▶ _Exercise instructions_: Work through the records below and tally every line containing "items". Reply with the total alone.

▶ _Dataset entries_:
____________________

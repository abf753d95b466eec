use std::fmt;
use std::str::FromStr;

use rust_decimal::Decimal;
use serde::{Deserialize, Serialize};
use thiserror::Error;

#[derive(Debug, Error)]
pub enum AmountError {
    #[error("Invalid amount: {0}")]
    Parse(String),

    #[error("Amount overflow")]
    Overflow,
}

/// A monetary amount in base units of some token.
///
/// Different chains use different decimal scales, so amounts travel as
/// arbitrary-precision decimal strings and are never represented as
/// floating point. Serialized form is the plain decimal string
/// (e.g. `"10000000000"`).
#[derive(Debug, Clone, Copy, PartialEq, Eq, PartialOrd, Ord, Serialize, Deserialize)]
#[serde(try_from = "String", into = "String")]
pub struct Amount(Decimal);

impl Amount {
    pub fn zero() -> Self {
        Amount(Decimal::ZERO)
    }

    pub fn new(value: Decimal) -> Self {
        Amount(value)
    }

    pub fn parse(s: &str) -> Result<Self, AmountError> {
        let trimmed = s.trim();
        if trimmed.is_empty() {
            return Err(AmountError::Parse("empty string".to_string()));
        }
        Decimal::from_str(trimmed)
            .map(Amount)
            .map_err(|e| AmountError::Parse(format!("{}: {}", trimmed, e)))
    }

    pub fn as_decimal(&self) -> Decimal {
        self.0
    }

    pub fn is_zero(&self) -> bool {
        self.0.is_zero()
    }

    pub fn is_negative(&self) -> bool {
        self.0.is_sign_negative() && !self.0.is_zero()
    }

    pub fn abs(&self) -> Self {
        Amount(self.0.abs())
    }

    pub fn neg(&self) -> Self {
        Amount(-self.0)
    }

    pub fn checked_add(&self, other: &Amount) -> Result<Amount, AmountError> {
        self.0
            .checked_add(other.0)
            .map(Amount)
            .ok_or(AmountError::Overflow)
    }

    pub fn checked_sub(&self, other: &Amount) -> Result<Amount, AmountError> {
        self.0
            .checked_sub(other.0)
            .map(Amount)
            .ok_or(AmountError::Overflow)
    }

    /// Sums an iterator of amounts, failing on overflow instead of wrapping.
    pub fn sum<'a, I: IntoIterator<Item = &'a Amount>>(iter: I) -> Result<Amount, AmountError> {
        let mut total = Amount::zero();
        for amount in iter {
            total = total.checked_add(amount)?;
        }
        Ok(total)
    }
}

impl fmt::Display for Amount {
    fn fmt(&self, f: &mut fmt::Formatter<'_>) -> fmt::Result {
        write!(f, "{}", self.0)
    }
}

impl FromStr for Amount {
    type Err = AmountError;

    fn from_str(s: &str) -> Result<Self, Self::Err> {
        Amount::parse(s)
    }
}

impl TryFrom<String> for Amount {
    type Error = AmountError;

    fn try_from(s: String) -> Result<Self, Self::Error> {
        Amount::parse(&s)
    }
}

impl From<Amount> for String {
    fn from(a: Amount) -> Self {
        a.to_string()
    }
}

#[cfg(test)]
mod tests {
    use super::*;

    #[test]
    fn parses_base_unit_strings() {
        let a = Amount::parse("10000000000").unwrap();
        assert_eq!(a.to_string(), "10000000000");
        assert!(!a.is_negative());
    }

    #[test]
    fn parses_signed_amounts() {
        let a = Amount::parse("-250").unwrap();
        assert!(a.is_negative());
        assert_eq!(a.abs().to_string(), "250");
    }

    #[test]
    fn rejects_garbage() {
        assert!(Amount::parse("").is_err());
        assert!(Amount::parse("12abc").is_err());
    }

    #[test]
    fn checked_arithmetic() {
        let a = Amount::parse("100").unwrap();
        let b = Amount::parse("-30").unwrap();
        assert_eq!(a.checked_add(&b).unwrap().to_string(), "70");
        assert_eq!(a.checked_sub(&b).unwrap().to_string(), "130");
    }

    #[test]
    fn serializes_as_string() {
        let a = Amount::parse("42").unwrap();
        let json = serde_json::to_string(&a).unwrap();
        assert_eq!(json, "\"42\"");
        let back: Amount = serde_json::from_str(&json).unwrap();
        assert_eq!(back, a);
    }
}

____________________

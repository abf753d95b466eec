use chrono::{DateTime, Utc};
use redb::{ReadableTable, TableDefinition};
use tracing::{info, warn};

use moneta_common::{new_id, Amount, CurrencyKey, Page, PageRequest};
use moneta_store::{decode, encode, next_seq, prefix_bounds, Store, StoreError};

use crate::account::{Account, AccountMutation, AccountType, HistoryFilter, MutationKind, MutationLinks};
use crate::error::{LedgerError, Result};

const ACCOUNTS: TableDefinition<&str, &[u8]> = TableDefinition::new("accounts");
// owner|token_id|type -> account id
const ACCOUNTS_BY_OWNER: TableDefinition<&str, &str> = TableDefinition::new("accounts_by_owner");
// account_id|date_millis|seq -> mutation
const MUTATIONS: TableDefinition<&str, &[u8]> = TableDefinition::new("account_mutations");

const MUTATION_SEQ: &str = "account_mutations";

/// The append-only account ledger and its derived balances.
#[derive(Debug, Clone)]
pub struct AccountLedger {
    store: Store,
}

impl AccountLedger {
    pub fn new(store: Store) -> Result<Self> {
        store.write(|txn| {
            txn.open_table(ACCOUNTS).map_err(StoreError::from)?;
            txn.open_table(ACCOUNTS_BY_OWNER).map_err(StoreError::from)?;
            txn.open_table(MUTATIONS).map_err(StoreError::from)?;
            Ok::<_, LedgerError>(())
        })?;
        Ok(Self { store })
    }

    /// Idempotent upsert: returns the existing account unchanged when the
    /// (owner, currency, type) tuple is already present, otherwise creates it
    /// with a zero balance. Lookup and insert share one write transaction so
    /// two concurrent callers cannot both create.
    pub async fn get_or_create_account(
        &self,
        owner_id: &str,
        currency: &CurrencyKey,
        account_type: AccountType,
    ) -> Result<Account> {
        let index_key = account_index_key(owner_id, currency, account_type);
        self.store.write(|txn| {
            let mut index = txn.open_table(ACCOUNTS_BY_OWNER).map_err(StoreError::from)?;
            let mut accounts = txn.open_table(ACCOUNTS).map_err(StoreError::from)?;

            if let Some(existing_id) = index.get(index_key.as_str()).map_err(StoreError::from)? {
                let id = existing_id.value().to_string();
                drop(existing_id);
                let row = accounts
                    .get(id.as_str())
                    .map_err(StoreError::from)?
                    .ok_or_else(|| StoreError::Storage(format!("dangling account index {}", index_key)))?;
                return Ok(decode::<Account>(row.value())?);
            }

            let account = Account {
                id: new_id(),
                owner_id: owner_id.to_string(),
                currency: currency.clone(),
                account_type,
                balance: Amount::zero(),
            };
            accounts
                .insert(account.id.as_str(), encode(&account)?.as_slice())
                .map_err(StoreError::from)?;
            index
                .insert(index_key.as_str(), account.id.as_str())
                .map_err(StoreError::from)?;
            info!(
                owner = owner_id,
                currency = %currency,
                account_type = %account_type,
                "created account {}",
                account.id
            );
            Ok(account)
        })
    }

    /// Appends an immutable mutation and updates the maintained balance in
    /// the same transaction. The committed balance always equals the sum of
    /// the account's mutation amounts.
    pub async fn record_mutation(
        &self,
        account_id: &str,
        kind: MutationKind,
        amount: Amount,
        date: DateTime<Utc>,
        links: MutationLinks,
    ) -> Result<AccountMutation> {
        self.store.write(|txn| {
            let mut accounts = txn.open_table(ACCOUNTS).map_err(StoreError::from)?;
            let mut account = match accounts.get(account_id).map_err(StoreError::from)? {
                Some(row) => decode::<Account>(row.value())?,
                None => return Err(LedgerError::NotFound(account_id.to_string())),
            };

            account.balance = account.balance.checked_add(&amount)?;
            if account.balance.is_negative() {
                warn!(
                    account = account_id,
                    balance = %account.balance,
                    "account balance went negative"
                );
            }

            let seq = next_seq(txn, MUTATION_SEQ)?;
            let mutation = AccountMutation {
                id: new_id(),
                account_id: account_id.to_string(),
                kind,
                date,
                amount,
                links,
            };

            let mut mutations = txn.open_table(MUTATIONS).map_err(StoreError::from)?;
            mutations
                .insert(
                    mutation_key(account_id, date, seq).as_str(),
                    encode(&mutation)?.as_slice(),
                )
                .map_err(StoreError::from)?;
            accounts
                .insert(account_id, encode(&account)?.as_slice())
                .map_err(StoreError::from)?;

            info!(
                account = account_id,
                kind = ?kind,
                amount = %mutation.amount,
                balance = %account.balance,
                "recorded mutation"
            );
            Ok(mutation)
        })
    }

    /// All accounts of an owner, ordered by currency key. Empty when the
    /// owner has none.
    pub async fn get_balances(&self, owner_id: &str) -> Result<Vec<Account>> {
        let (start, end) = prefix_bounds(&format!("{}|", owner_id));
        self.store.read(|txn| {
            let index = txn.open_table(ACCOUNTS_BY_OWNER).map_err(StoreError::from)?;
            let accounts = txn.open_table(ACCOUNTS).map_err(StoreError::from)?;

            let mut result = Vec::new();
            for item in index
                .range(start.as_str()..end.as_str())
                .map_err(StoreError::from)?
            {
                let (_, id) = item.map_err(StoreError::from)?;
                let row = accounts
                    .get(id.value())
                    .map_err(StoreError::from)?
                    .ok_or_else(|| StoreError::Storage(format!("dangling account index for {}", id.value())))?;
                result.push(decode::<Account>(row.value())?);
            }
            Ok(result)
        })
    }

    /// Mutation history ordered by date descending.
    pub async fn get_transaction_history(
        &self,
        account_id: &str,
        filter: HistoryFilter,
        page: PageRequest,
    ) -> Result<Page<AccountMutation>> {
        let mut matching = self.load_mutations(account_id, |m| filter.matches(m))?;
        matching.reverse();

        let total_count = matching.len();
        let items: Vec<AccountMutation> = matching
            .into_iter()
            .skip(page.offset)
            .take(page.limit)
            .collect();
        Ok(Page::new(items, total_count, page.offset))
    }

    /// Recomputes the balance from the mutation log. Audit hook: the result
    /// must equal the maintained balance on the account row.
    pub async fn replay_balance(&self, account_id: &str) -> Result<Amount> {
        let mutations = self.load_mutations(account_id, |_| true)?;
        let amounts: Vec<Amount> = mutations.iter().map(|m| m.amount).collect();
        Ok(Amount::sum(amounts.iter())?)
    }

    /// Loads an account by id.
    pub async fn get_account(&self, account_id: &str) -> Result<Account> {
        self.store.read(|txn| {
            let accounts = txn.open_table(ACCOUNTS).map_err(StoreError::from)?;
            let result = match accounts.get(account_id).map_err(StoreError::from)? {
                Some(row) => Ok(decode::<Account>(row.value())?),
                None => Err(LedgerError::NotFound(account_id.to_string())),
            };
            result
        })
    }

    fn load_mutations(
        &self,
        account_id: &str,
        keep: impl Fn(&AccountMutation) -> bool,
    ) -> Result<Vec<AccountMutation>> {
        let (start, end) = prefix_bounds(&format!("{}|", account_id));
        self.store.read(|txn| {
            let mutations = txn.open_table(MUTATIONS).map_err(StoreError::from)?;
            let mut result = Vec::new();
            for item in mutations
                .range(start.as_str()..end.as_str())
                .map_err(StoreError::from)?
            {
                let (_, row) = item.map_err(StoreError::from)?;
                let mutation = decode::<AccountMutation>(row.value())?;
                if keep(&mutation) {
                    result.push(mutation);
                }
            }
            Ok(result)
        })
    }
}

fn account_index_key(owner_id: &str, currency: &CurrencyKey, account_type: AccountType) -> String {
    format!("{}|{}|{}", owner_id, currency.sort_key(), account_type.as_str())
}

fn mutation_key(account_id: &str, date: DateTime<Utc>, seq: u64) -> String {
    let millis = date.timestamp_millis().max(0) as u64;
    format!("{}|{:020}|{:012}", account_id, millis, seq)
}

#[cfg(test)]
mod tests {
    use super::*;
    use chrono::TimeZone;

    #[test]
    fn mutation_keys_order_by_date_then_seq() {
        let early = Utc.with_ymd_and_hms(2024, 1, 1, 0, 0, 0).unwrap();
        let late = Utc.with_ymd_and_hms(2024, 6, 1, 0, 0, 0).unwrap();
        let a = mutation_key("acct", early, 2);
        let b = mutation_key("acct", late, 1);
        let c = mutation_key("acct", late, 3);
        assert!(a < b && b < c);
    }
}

____________________

▶ _Result of the exercise_: 2